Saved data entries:
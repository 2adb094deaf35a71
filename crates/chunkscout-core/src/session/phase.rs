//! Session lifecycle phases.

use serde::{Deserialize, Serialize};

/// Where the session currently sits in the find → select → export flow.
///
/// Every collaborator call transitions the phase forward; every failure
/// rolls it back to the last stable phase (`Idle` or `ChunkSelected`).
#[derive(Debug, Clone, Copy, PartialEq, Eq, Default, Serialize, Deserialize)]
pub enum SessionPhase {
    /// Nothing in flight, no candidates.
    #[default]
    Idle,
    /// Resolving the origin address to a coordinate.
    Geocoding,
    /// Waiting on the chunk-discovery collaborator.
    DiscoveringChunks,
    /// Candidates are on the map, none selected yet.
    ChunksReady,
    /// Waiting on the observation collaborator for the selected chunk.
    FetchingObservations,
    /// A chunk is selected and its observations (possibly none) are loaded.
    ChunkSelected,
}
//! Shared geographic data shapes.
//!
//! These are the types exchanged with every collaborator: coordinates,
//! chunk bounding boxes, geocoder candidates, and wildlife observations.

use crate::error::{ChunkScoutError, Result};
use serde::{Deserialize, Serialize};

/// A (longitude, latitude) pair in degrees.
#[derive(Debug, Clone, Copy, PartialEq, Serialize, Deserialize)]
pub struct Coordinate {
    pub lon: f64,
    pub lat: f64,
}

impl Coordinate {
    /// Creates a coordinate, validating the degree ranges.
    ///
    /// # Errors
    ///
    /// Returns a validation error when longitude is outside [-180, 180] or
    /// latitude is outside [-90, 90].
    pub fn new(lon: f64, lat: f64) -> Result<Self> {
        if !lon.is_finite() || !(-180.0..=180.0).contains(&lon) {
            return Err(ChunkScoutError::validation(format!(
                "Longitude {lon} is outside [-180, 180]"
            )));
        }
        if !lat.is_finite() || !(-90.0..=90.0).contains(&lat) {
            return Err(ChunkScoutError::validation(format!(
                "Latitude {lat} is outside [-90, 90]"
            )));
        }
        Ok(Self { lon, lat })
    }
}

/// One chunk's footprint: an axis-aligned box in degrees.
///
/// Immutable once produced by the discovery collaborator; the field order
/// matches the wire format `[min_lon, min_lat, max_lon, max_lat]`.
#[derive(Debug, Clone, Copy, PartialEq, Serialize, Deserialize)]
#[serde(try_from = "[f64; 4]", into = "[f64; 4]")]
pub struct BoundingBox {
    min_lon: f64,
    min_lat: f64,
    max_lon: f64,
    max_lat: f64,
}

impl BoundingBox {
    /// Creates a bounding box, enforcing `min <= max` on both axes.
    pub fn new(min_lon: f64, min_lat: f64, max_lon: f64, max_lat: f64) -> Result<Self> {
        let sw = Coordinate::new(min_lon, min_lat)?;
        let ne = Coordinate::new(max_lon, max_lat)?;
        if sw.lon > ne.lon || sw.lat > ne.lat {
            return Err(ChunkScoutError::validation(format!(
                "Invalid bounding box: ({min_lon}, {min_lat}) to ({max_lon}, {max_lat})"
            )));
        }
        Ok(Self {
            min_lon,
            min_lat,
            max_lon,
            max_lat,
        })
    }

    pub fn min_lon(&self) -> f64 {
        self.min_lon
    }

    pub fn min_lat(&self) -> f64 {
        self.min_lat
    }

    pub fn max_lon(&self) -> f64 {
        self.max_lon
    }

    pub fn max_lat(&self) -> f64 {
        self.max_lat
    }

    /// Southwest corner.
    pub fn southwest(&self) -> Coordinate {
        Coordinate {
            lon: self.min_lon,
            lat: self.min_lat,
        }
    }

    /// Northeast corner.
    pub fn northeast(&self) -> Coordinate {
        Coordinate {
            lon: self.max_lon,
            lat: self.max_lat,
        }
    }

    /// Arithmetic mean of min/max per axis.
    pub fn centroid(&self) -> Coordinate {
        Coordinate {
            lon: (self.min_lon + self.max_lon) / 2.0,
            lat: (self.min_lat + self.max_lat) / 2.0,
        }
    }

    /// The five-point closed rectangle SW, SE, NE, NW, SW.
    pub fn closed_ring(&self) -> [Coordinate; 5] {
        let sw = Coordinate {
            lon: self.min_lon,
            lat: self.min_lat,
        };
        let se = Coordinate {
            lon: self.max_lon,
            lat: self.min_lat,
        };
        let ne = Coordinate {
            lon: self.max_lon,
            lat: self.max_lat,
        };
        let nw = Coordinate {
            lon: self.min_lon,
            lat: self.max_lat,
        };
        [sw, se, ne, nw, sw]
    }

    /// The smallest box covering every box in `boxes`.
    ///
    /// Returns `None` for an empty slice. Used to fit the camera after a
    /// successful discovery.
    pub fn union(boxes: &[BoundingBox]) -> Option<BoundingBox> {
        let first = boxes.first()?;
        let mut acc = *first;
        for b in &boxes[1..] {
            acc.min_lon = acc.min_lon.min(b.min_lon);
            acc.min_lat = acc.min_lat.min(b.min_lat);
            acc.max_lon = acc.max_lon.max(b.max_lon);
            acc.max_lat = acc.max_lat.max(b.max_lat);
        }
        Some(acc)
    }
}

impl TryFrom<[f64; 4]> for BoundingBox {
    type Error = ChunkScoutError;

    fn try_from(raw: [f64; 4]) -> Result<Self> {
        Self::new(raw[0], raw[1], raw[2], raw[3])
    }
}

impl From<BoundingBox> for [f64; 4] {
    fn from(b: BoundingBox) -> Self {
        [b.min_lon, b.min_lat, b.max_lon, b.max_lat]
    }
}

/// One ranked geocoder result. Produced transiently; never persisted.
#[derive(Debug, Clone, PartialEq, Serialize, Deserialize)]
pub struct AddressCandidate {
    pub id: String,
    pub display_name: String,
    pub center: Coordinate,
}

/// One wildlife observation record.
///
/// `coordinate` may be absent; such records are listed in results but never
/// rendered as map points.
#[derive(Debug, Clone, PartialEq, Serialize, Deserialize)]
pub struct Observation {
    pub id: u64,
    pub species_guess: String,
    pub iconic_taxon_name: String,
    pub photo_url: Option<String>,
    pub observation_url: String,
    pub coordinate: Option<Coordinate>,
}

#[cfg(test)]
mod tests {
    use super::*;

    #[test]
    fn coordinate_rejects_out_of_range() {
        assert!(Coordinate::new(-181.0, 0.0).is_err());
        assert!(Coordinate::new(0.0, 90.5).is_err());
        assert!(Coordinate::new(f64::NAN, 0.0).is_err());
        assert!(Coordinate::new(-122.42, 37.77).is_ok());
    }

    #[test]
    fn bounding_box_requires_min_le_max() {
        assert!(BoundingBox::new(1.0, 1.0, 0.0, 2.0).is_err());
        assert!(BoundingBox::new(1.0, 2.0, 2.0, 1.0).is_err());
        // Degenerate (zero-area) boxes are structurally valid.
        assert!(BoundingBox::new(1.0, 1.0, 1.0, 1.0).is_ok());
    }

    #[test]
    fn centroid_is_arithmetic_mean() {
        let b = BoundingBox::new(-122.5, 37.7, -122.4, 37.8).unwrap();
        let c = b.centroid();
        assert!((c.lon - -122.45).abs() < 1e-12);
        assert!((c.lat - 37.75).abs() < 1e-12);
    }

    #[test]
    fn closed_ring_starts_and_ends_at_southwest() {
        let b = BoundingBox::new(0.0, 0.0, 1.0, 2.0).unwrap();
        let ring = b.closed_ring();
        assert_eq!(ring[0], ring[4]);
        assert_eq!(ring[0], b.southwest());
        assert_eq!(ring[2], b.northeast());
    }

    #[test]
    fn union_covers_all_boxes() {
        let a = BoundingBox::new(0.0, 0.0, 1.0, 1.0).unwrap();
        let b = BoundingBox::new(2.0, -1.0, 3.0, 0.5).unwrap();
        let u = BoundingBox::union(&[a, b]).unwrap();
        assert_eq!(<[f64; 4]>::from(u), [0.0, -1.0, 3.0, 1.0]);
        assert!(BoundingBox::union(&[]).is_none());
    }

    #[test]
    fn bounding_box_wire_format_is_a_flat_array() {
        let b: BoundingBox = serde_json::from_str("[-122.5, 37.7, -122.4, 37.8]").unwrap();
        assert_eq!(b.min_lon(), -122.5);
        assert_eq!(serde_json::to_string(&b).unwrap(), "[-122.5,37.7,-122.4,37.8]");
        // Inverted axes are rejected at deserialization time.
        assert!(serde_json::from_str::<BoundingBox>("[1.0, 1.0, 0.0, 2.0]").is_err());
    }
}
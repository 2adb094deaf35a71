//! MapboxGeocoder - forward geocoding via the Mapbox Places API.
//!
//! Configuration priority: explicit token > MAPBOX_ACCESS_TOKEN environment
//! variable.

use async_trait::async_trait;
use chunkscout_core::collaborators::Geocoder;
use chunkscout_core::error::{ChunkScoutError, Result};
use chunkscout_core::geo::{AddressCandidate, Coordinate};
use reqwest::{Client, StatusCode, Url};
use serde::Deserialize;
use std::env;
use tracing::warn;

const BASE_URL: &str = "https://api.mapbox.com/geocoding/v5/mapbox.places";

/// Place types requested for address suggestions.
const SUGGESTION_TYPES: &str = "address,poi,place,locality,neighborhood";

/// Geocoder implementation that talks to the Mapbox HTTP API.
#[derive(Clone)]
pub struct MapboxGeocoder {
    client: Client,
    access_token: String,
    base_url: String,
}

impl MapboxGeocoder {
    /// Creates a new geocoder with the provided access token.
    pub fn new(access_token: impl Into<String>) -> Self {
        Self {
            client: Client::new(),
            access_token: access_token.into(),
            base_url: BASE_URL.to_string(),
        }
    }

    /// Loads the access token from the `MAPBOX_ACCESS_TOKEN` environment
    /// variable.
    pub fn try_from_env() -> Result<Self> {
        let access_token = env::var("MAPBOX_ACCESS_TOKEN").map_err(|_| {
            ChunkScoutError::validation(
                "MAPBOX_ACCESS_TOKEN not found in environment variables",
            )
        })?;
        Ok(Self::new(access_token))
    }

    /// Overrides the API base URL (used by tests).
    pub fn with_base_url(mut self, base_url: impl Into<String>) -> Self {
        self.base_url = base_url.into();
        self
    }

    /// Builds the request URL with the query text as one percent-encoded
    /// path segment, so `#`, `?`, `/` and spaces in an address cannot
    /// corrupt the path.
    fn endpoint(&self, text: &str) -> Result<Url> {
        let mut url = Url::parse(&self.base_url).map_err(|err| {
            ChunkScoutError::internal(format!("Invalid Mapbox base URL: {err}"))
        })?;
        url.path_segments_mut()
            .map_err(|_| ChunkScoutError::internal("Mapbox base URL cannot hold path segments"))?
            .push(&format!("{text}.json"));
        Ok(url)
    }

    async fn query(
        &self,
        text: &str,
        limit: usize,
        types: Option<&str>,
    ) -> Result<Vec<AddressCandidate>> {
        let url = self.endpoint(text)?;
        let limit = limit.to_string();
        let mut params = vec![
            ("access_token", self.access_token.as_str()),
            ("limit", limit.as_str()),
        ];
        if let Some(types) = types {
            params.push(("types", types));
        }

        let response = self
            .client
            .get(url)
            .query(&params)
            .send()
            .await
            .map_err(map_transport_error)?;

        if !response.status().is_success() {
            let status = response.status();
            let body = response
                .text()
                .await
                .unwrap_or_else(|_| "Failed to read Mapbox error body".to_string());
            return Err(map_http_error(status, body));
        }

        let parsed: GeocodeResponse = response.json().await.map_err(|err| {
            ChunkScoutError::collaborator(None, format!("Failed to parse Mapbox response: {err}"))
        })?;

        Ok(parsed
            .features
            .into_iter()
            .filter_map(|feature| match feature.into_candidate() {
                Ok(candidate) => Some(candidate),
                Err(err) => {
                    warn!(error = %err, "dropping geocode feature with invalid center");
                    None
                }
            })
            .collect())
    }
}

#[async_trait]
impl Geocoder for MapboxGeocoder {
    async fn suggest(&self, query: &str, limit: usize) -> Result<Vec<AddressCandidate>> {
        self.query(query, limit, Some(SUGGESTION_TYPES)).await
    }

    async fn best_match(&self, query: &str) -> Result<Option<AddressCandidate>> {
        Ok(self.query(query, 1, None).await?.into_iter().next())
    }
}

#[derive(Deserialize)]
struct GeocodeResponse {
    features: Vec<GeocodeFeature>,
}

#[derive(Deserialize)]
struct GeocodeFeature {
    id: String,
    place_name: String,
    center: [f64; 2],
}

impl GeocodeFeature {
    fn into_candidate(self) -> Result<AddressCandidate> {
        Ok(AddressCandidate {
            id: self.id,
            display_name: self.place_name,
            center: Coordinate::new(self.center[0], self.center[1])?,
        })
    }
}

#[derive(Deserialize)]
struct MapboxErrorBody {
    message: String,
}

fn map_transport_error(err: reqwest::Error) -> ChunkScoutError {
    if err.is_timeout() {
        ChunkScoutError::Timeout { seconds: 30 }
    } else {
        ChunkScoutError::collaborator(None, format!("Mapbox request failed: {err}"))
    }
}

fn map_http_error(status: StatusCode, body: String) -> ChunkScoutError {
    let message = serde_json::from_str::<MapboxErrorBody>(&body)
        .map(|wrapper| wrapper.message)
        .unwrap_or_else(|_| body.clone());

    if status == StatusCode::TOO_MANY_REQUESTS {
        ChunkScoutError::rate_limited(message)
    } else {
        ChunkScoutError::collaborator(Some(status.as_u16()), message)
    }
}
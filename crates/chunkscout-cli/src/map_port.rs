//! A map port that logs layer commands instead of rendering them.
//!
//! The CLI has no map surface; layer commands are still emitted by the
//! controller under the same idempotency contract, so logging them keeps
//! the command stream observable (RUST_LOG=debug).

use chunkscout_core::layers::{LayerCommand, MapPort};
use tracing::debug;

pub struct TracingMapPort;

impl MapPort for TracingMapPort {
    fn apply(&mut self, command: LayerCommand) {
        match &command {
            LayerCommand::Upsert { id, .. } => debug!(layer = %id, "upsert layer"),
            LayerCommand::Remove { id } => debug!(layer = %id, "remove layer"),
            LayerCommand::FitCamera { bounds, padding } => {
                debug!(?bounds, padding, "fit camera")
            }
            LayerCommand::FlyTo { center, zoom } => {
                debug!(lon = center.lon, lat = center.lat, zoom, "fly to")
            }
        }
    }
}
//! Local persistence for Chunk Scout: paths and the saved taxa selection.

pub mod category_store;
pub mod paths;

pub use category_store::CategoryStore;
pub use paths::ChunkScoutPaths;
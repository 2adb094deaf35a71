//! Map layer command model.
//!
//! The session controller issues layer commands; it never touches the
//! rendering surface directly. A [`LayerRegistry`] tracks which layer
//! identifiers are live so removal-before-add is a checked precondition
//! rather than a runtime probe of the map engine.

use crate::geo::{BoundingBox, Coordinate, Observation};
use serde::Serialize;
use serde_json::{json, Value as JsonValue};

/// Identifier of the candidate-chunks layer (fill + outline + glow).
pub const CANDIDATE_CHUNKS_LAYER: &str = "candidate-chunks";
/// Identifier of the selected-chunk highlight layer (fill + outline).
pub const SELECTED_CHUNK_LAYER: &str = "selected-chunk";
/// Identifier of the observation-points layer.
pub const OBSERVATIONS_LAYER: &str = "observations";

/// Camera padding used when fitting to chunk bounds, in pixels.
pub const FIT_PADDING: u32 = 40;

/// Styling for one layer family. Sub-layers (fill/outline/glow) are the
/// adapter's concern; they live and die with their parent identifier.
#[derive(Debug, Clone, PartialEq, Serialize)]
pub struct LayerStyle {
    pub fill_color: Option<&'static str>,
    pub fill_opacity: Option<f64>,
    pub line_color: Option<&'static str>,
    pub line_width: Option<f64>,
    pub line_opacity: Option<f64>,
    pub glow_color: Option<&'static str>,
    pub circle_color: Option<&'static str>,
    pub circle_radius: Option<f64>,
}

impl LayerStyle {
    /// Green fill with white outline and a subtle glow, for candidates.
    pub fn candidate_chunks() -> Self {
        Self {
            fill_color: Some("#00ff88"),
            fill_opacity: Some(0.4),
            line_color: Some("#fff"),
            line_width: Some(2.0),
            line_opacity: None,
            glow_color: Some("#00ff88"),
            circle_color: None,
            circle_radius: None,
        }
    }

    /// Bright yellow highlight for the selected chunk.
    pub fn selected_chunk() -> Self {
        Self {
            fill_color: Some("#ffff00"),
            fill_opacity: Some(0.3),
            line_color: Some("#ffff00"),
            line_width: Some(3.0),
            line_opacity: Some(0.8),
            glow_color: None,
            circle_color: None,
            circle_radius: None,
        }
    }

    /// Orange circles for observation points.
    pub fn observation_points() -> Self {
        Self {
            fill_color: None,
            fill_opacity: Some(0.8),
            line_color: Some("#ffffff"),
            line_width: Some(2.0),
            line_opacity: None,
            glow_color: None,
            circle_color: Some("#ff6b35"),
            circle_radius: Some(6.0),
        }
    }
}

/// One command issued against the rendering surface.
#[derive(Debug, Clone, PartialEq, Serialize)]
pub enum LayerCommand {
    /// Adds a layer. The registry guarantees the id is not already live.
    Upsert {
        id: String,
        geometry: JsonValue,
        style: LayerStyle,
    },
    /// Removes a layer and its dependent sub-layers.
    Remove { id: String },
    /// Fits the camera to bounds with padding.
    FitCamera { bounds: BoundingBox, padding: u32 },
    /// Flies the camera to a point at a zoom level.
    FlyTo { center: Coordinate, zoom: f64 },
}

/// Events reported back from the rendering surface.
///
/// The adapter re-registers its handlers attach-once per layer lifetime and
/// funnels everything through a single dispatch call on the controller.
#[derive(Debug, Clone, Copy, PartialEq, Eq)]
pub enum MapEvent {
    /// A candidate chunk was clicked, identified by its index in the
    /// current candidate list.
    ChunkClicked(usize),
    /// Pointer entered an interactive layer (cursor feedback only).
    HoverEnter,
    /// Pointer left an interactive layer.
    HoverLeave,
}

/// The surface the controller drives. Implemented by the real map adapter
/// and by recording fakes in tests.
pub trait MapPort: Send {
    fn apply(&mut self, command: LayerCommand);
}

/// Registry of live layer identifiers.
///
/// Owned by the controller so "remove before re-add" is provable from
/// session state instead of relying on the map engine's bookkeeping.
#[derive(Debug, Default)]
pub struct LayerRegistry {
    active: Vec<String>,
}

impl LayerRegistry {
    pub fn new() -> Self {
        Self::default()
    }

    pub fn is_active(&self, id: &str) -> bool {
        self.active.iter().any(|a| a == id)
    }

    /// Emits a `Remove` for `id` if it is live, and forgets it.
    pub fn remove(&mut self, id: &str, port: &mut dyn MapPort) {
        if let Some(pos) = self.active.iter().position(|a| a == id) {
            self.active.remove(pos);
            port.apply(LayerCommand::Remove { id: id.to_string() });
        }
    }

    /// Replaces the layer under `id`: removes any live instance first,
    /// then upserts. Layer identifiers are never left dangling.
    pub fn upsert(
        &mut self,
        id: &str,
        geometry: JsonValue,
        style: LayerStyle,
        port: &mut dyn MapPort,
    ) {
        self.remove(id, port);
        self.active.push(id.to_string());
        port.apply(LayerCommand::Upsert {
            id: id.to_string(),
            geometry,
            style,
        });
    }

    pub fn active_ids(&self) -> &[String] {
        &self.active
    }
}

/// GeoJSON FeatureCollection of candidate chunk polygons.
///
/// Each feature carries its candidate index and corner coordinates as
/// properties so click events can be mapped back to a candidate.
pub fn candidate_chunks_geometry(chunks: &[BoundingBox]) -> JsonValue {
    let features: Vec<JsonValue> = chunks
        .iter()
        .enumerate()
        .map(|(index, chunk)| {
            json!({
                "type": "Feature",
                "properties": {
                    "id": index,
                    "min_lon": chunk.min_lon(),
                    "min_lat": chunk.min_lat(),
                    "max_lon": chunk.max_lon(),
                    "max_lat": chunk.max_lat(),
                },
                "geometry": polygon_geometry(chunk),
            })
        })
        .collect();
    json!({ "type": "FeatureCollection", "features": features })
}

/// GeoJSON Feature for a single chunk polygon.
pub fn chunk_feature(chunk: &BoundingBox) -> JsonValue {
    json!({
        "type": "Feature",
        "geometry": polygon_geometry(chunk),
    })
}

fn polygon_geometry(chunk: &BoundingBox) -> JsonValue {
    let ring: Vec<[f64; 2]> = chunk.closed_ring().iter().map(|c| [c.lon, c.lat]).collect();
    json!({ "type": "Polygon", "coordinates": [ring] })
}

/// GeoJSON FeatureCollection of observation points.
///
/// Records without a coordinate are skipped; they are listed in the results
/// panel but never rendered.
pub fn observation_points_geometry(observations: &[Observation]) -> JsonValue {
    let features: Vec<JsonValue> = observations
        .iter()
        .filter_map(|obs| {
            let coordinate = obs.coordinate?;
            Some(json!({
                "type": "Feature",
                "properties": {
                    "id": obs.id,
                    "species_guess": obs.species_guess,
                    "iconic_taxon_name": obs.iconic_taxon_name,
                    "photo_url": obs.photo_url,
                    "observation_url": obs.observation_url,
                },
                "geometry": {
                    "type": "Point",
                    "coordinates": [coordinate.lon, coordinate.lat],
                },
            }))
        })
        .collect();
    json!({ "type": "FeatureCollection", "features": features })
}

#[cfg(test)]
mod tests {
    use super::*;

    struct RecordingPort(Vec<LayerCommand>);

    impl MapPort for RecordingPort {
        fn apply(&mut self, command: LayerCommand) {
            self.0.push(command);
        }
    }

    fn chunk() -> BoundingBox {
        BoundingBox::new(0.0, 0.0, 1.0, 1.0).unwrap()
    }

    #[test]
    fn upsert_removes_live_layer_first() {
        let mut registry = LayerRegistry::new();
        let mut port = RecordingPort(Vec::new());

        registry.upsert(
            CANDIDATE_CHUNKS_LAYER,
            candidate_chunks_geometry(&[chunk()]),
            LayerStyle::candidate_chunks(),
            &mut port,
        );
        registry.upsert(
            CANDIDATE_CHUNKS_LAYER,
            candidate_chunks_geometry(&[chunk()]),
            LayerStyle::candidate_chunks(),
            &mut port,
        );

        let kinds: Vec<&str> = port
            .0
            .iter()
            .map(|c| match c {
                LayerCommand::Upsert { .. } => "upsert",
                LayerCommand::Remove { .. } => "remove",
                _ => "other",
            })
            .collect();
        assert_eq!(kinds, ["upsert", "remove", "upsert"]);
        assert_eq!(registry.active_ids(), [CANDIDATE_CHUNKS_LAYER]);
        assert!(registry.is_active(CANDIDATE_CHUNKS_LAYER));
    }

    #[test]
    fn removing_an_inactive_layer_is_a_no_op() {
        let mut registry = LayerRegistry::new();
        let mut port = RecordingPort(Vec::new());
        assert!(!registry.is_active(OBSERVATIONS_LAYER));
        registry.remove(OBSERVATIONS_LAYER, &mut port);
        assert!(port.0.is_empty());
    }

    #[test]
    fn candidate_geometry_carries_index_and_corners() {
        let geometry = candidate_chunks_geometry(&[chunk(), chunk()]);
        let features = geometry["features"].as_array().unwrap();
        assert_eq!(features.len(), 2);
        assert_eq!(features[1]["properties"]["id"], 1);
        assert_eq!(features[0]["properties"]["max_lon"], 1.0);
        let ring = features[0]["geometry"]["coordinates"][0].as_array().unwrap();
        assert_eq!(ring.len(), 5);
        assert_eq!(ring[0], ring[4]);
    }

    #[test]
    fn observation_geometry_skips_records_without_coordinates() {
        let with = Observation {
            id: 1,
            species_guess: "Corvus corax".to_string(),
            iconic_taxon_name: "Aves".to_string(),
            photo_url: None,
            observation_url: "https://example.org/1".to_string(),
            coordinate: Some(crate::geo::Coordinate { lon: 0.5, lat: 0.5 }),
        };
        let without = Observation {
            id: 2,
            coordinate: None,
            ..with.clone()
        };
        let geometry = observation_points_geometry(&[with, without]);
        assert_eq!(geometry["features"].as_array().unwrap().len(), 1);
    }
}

- [YOUR GOAL]: After locating the line with "real map adapter" above, return that line and every later line through the one with "pub struct LayerRegistry", word for word and with nothing else.

- [TASK OUTPUT]:
/// The surface the controller drives. Implemented by the real map adapter
/// and by recording fakes in tests.
pub trait MapPort: Send {
    fn apply(&mut self, command: LayerCommand);
}

/// Registry of live layer identifiers.
///
/// Owned by the controller so "remove before re-add" is provable from
/// session state instead of relying on the map engine's bookkeeping.
#[derive(Debug, Default)]
pub struct LayerRegistry {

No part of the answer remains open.